:: Exercise brief ::
In the entries below, find each line with the string "struct" and copy it.

>>>>

use accord_application::{ConflictPresentation, ConstraintRow, RenderedPage, RevealSink};

/// Prints each revealed constraint row as soon as the queue releases it.
pub struct StdoutRevealSink;

impl RevealSink for StdoutRevealSink {
    fn reveal(&self, row: ConstraintRow) {
        println!("{}", format_constraint_row(&row));
    }
}

pub fn format_constraint_row(row: &ConstraintRow) -> String {
    let constraint = &row.constraint;
    format!(
        "{:>4}  {} | {} | {} | {} | {}",
        row.number,
        constraint.time_stamp(),
        constraint.constraint_owner(),
        constraint.constraint_target(),
        constraint.file(),
        constraint.constraint()
    )
}

/// Renders a page of log rows followed by its page controls.
pub fn format_page(page: &RenderedPage) -> Vec<String> {
    let mut lines: Vec<String> = page
        .rows
        .iter()
        .map(|row| {
            format!(
                "{:>4}  {} | {} | {} | {}",
                row.number,
                row.entry.time(),
                row.entry.activity(),
                row.entry.resource(),
                row.entry.actor()
            )
        })
        .collect();

    let controls: Vec<String> = page
        .controls
        .iter()
        .map(|control| {
            if control.active {
                format!("[{}]", control.page)
            } else {
                control.page.to_string()
            }
        })
        .collect();
    lines.push(format!(
        "page {} of {}: {}",
        page.current_page,
        page.total_pages,
        controls.join(" ")
    ));

    lines
}

pub fn format_conflicts(presentation: &ConflictPresentation) -> Vec<String> {
    match presentation {
        ConflictPresentation::Hidden => Vec::new(),
        ConflictPresentation::Loading => vec!["Detecting conflicts...".to_owned()],
        ConflictPresentation::Modal {
            detection_time,
            pairs,
        } => std::iter::once(detection_time.clone())
            .chain(pairs.iter().map(|pair| pair.to_row().join(" | ")))
            .collect(),
        ConflictPresentation::NoConflicts { detection_time } => {
            vec![detection_time.clone(), "No conflicts detected".to_owned()]
        }
        ConflictPresentation::Alert(message) => vec![message.clone()],
    }
}
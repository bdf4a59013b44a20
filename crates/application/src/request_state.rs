use std::str::FromStr;

use accord_core::AppError;

/// Lifecycle of one workflow's latest request.
#[derive(Debug, Clone, PartialEq, Eq, Default)]
pub enum RequestState<T> {
    /// Nothing requested yet, or the last failure was acknowledged.
    #[default]
    Idle,
    /// A request is in flight.
    Loading,
    /// The request produced data.
    Success(T),
    /// The request succeeded with zero rows.
    Empty,
    /// The request failed; the message is safe to show to the user.
    Error(String),
}

impl<T> RequestState<T> {
    /// Returns a stable state name for logs.
    #[must_use]
    pub fn as_str(&self) -> &'static str {
        match self {
            Self::Idle => "idle",
            Self::Loading => "loading",
            Self::Success(_) => "success",
            Self::Empty => "empty",
            Self::Error(_) => "error",
        }
    }

    /// Returns true while a request is in flight.
    #[must_use]
    pub fn is_loading(&self) -> bool {
        matches!(self, Self::Loading)
    }

    /// Returns the successful payload.
    #[must_use]
    pub fn success(&self) -> Option<&T> {
        match self {
            Self::Success(value) => Some(value),
            _ => None,
        }
    }

    /// Returns the user-facing failure message.
    #[must_use]
    pub fn error_message(&self) -> Option<&str> {
        match self {
            Self::Error(message) => Some(message.as_str()),
            _ => None,
        }
    }
}

/// What to do with a response whose request has been superseded.
#[derive(Debug, Clone, Copy, PartialEq, Eq, Default)]
pub enum StaleResponsePolicy {
    /// Ignore completions older than the latest issued request.
    #[default]
    Discard,
    /// Apply every completion in arrival order, so a late response may win.
    Apply,
}

impl StaleResponsePolicy {
    /// Returns a stable configuration value.
    #[must_use]
    pub fn as_str(&self) -> &'static str {
        match self {
            Self::Discard => "discard",
            Self::Apply => "apply",
        }
    }
}

impl FromStr for StaleResponsePolicy {
    type Err = AppError;

    fn from_str(value: &str) -> Result<Self, Self::Err> {
        match value.trim().to_ascii_lowercase().as_str() {
            "discard" => Ok(Self::Discard),
            "apply" => Ok(Self::Apply),
            _ => Err(AppError::Validation(format!(
                "stale response policy must be either 'discard' or 'apply', got '{value}'"
            ))),
        }
    }
}

/// Identity of one issued request.
#[derive(Debug, Clone, Copy, PartialEq, Eq, PartialOrd, Ord, Hash)]
pub struct RequestTicket(u64);

impl RequestTicket {
    /// Returns the monotonically increasing generation number.
    #[must_use]
    pub fn generation(&self) -> u64 {
        self.0
    }
}

/// Per-controller request counter.
#[derive(Debug, Default)]
pub(crate) struct RequestGenerations {
    latest: u64,
}

impl RequestGenerations {
    pub(crate) fn issue(&mut self) -> RequestTicket {
        self.latest = self.latest.saturating_add(1);
        RequestTicket(self.latest)
    }

    pub(crate) fn admits(&self, ticket: RequestTicket, policy: StaleResponsePolicy) -> bool {
        match policy {
            StaleResponsePolicy::Apply => true,
            StaleResponsePolicy::Discard => ticket.0 == self.latest,
        }
    }
}

#[cfg(test)]
mod tests {
    use std::str::FromStr;

    use super::{RequestGenerations, RequestState, StaleResponsePolicy};

    #[test]
    fn default_state_is_idle() {
        let state: RequestState<Vec<u8>> = RequestState::default();
        assert_eq!(state.as_str(), "idle");
        assert!(state.success().is_none());
    }

    #[test]
    fn error_state_exposes_message() {
        let state: RequestState<()> = RequestState::Error("try again".to_owned());
        assert_eq!(state.error_message(), Some("try again"));
    }

    #[test]
    fn discard_policy_only_admits_latest_ticket() {
        let mut generations = RequestGenerations::default();
        let first = generations.issue();
        let second = generations.issue();

        assert!(first < second);
        assert!(!generations.admits(first, StaleResponsePolicy::Discard));
        assert!(generations.admits(second, StaleResponsePolicy::Discard));
        assert!(generations.admits(first, StaleResponsePolicy::Apply));
    }

    #[test]
    fn policy_parses_configuration_values() {
        assert_eq!(
            StaleResponsePolicy::from_str("Apply").ok(),
            Some(StaleResponsePolicy::Apply)
        );
        assert!(StaleResponsePolicy::from_str("latest").is_err());
    }
}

<<<<

:: Task response ::
pub struct StdoutRevealSink;
pub struct RequestTicket(u64);
pub(crate) struct RequestGenerations {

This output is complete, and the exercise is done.